THE AZAS ICE SHEET AND ITS ROLE IN THE FORMATION OF LATE PLEISTOCENE ICE-DAMMED LAKES IN SOUTHERN SIBERIA: CASE STUDY OF UPPER KHARAL PALEOLAKE
I.S. Novikov1, D.V. Nazarov2,3, M.V. Mikharevich4,5, A.S. Gladysheva2, M.V. Ruchkin2,3, S.G. Prudnikov6
1V.S. Sobolev Institute of Geology and Mineralogy, Siberian Branch of the Russian Academy of Sciences, Novosibirsk, Russia 2Russian Geological Research Institute, Federal Agency of Mineral Resources, St. Petersburg, Russia 3St. Petersburg University, St. Petersburg, Russia 4Siberian Research Institute of Geology, Geophysics, and Mineral Resources, Novosibirsk, Russia 5Melnikov Institute of Permafrost, Siberian Branch of the Russian Academy of Sciences, Yakutsk, Russia 6Tuva Institute of Integrated Subsoil Use, Siberian Branch of the Russian Academy of Sciences, Kyzyl, Russia
Keywords: Paleogeography, facies analysis, spore-pollen analysis, paleocarpological analysis, ice-dammed lake, varved clay, Ar/Ar and OSL dating, Tyva
Abstract
The paper focuses on the surface topography and deposits associated with the Late Pleistocene ice-dammed lake in the valley of the Kharal River dammed by the Azas ice sheet in a depression between the East Sayan and Akademik Obruchev Range.
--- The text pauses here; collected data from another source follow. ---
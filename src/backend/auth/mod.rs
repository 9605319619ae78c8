//! Authentication Module
//!
//! Token verification and user lookups. Issuing tokens (sign-up, login) is
//! the account service's job; this module only checks what it issued.
//!
//! ```rust,no_run
//! use marketchat::backend::auth::sessions::{create_token, verify_token};
//!
//! let token = create_token(7, None, "secret").unwrap();
//! let claims = verify_token(&token, "secret").unwrap();
//! assert_eq!(claims.user_id(), Some(7));
//! ```

/// User lookups
pub mod users;

/// JWT verification
pub mod sessions;

pub use sessions::{bearer_token, create_token, verify_token, Claims};
pub use users::{get_user_by_id, user_exists, User};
The study includes paleogeographic reconstructions for the time spans before the lake formation and drainage; reconstruction of vegetation in the lake area based on pollen and paleocarpological data; and dating by optically stimulated luminescence (OSL) and 40Ar/39Ar methods. The OSL and Ar-Ar dates provide more rigorous constraints on the history of deposition and topography in the western Serligkhem Basin. The territory was affected by erosion and subsequent basaltic volcanism at 6.9 ± 0.7 and 2.2 ± 0.7 Ma. The erosion valleys were dammed by the edge of an ice sheet and then by its moraine, which produced large Upper Kharal damlake. According to OSL data, the lake existed between 36 ± 4 and 14 ± 3 ka BP. The related glacial, glaciolimnic, and glaciofluvial facies in the area were deposited at the end of the Late Pleistocene (stages III and IV of regional stratigraphy).